Cohost is a project and a place that makes me feel genuinely optimistic about the future of the internet - not because I think we're all going to break out and change the world, but because we don't have to. This website broke a lot of bad habits and deprogrammed some awful behaviours and all it took was a site structure that didn't revolve around metrics. Posting here is about expression in whatever form feels appropriate, and damn the response or lack thereof.

A big reason I want to keep in touch with the people here is that I believe the lessons learned here will have value to someone in the future who wants to do a similar thing, build a social platform revolves around its users without commoditising them. I don't want to be out of the loop when that happens. While I'll miss seeing certain names that are going other ways, if I'm brutally honest the FOMO I'm feeling is about a second chance at this thing.

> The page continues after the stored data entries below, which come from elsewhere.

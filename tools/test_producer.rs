//! Test Request Producer
//!
//! Sends sample texts to the service over NATS request-reply and reports
//! latency and error rate.
//!
//! Usage: test_producer [nats_url] [subject] [count] [delay_ms]

use rand::seq::SliceRandom;
use rand::Rng;
use serde::{Deserialize, Serialize};
use std::time::{Duration, Instant};
use tracing::{info, warn};

const SAMPLE_TEXTS: &[&str] = &[
    "I absolutely love this product! It's amazing!",
    "This is the worst experience I've ever had.",
    "The service was okay, nothing special.",
    "Fantastic quality and great customer support!",
    "Terrible product, complete waste of money.",
    "It's fine, meets my basic requirements.",
    "Outstanding innovation, highly recommended!",
    "Poor quality control, very disappointed.",
    "Average performance, could be improved.",
    "Hate everything about this service.",
    "Love the user interface and features.",
    "Neutral opinion, works as expected.",
    "Buggy software, needs major fixes.",
    "I can't believe how good this is",
    "It wasn't bad, but it wasn't great either",
];

#[derive(Debug, Serialize)]
struct AnalyzeRequest {
    text: String,
}

#[derive(Debug, Deserialize)]
struct AnalyzeReply {
    label: Option<String>,
    confidence: Option<f64>,
    error: Option<String>,
}

/// Request generator for testing
struct RequestGenerator {
    rng: rand::rngs::ThreadRng,
}

impl RequestGenerator {
    fn new() -> Self {
        Self {
            rng: rand::thread_rng(),
        }
    }

    /// Pick a sample, sometimes with the noise the normalizer is meant to remove
    fn generate(&mut self) -> AnalyzeRequest {
        let base = SAMPLE_TEXTS.choose(&mut self.rng).copied().unwrap_or("okay");

        let text = match self.rng.gen_range(0..4) {
            0 => base.replace('!', "!!!"),
            1 => format!("  {}   ", base.replace(' ', "  ")),
            2 => base.to_uppercase(),
            _ => base.to_string(),
        };

        AnalyzeRequest { text }
    }
}

#[tokio::main]
async fn main() -> anyhow::Result<()> {
    // Initialize logging
    tracing_subscriber::fmt()
        .with_env_filter(
            tracing_subscriber::EnvFilter::from_default_env()
                .add_directive("test_producer=info".parse()?),
        )
        .init();

    info!("Starting Test Request Producer");

    // Parse arguments
    let args: Vec<String> = std::env::args().collect();
    let nats_url = args.get(1).map(|s| s.as_str()).unwrap_or("nats://localhost:4222");
    let subject = args.get(2).map(|s| s.as_str()).unwrap_or("sentiment.analyze");
    let count: u64 = args.get(3).and_then(|s| s.parse().ok()).unwrap_or(100);
    let delay_ms: u64 = args.get(4).and_then(|s| s.parse().ok()).unwrap_or(50);

    info!(
        nats_url = %nats_url,
        subject = %subject,
        count = count,
        delay_ms = delay_ms,
        "Configuration loaded"
    );

    let client = async_nats::connect(nats_url).await?;
    info!("Connected to NATS");

    let mut generator = RequestGenerator::new();
    let mut latencies_us: Vec<u64> = Vec::with_capacity(count as usize);
    let mut errors = 0u64;

    for i in 0..count {
        let request = generator.generate();
        let payload = serde_json::to_vec(&request)?;

        let start = Instant::now();
        match client.request(subject.to_string(), payload.into()).await {
            Ok(message) => {
                latencies_us.push(start.elapsed().as_micros() as u64);

                match serde_json::from_slice::<AnalyzeReply>(&message.payload) {
                    Ok(AnalyzeReply {
                        label: Some(label),
                        confidence: Some(confidence),
                        ..
                    }) if (0.0..=1.0).contains(&confidence) => {
                        if i % 10 == 0 {
                            info!(text = %request.text, label = %label, confidence = confidence, "Sample reply");
                        }
                    }
                    Ok(reply) => {
                        errors += 1;
                        warn!(error = ?reply.error, "Service returned an error");
                    }
                    Err(e) => {
                        errors += 1;
                        warn!(error = %e, "Malformed reply");
                    }
                }
            }
            Err(e) => {
                errors += 1;
                warn!(error = %e, "Request failed");
            }
        }

        tokio::time::sleep(Duration::from_millis(delay_ms)).await;
    }

    latencies_us.sort_unstable();
    let percentile = |p: f64| -> u64 {
        if latencies_us.is_empty() {
            return 0;
        }
        let index = ((latencies_us.len() as f64 * p) as usize).min(latencies_us.len() - 1);
        latencies_us[index]
    };

    info!(
        sent = count,
        errors = errors,
        error_rate = format!("{:.1}%", errors as f64 / count.max(1) as f64 * 100.0),
        p50_us = percentile(0.50),
        p95_us = percentile(0.95),
        p99_us = percentile(0.99),
        "Completed"
    );

    Ok(())
}
//! NATS consumer for request-reply classification

use crate::producer::reply;
use crate::service::SentimentService;
use crate::types::request::{AnalyzeRequest, AnalyzeResponse, ErrorResponse};
use anyhow::Result;
use async_nats::{Client, Message, Subject, Subscriber};
use futures::{Stream, StreamExt};
use serde::Serialize;
use std::future::Future;
use std::sync::Arc;
use tokio::sync::{watch, Semaphore};
use tokio::task::JoinSet;
use tracing::{debug, error, info, warn};

/// Body sent back on the reply subject
#[derive(Debug, Clone, PartialEq, Serialize)]
#[serde(untagged)]
pub enum ReplyBody {
    Analyzed(AnalyzeResponse),
    Failed(ErrorResponse),
}

/// Consumer for classification requests arriving over NATS
pub struct RequestConsumer {
    client: Client,
    subject: String,
    workers: usize,
}

impl RequestConsumer {
    /// Create a new request consumer handling up to `workers` messages at once
    pub fn new(client: Client, subject: &str, workers: usize) -> Self {
        Self {
            client,
            subject: subject.to_string(),
            workers: workers.max(1),
        }
    }

    /// Subscribe to the request subject
    pub async fn subscribe(&self) -> Result<Subscriber> {
        let subscriber = self.client.subscribe(self.subject.clone()).await?;
        info!(subject = %self.subject, workers = self.workers, "Subscribed to request subject");
        Ok(subscriber)
    }

    /// Answer requests until `shutdown` flips or the subscription ends.
    ///
    /// Returns only after every in-flight request has been answered.
    pub async fn run(
        self,
        service: SentimentService,
        shutdown: watch::Receiver<bool>,
    ) -> Result<()> {
        let mut subscription = self.subscribe().await?;
        let client = self.client.clone();

        dispatch(&mut subscription, self.workers, shutdown, move |message| {
            let client = client.clone();
            let service = service.clone();
            async move { handle_message(&client, &service, message).await }
        })
        .await?;

        if let Err(e) = subscription.unsubscribe().await {
            warn!(error = %e, "Failed to unsubscribe from request subject");
        }
        info!(subject = %self.subject, "Request subscription closed");

        Ok(())
    }

    /// Get the subject name
    pub fn subject(&self) -> &str {
        &self.subject
    }
}

/// Spawn `handle` for each message with at most `workers` running at once.
///
/// Stops taking messages when `shutdown` flips or the stream ends, then waits
/// for every spawned handler.
async fn dispatch<S, T, F, Fut>(
    mut messages: S,
    workers: usize,
    mut shutdown: watch::Receiver<bool>,
    handle: F,
) -> Result<()>
where
    S: Stream<Item = T> + Unpin,
    F: Fn(T) -> Fut,
    Fut: Future<Output = ()> + Send + 'static,
{
    // Semaphore to limit concurrent processing
    let semaphore = Arc::new(Semaphore::new(workers.max(1)));
    let mut handlers = JoinSet::new();

    loop {
        tokio::select! {
            _ = shutdown.changed() => break,
            Some(_) = handlers.join_next(), if !handlers.is_empty() => {}
            message = messages.next() => {
                let Some(message) = message else { break };
                let permit = semaphore.clone().acquire_owned().await?;
                let task = handle(message);

                handlers.spawn(async move {
                    task.await;
                    drop(permit);
                });
            }
        }
    }

    debug!(in_flight = handlers.len(), "Draining request handlers");
    while handlers.join_next().await.is_some() {}

    Ok(())
}

/// Classify one request payload, or `None` when nobody is waiting for the answer
pub async fn respond(
    service: &SentimentService,
    reply_subject: Option<Subject>,
    payload: &[u8],
) -> Option<(Subject, ReplyBody)> {
    let Some(reply_subject) = reply_subject else {
        warn!("Request without reply subject, dropping");
        return None;
    };

    let body = match serde_json::from_slice::<AnalyzeRequest>(payload) {
        Ok(request) => match service.analyze(request).await {
            Ok(response) => ReplyBody::Analyzed(response),
            Err(e) => ReplyBody::Failed(ErrorResponse {
                error: e.to_string(),
            }),
        },
        Err(e) => {
            warn!(error = %e, "Failed to deserialize request");
            ReplyBody::Failed(ErrorResponse {
                error: format!("invalid request: {}", e),
            })
        }
    };

    Some((reply_subject, body))
}

async fn handle_message(client: &Client, service: &SentimentService, message: Message) {
    let Some((reply_subject, body)) = respond(service, message.reply, &message.payload).await
    else {
        return;
    };

    if let Err(e) = reply(client, reply_subject, &body).await {
        error!(error = %e, "Failed to send reply");
    }
}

What took this down wasn't a content war, or cyber attacks, or corporations gaming the system until the space was unusable. There was a relatively wealthy benefactor, but not so wealthy that they could keep it going forever - that's frankly not unreasonable. It's frustrating that we lose this place due to what amounts to a rounding error in Twitters annual costs, but look at it this way - they have the literal richest man in the world bankrolling them, and they still have a collapsing website nobody likes. All we needed was a benefactor 1 rung further up the "damn that's a lot of money" ladder and this could have worked. The financial issue Cohost faced is endemic and structural to social media - but unlike Twitter the website itself was good. Did good. Is good.

I'm still not 100% sure what post-Cohost online life looks like for me. I don't know that I want to go and try to "do cohost" somewhere else. I'm pulling together a Neocities page but it's taking a while - I'm an enthusiastic computer toucher but incredibly uncomfortable with web stuff, and have been dealing with migraines this week. I really don't know how much of the heavy lifting I want to hand over to an Organisation but at the very least I know I'm happy to let someone else deal with hosting things. I am extremely open to suggestions for better alternatives, but I've been through a lot of options and the main problem is that I don't know what I want to do with it! Neocities seems to offer the best balance at the moment, and a lot of flexibility to change my mind later. I have never interacted with a CMS and they scare me for some reason.

I won't lengthen this post much more with why the other alternatives don't appeal, but suffice to say for now that I've thought about Discord, fediverse stuff, and Tumblr. I think my future in those places would be a step back. I might hook up something to keep up with individual posters but we'll have to see. I'm learning a lot about RSS this week.

I'm not going to lie, I'm grieving. Over a fucking website. How embarrassing.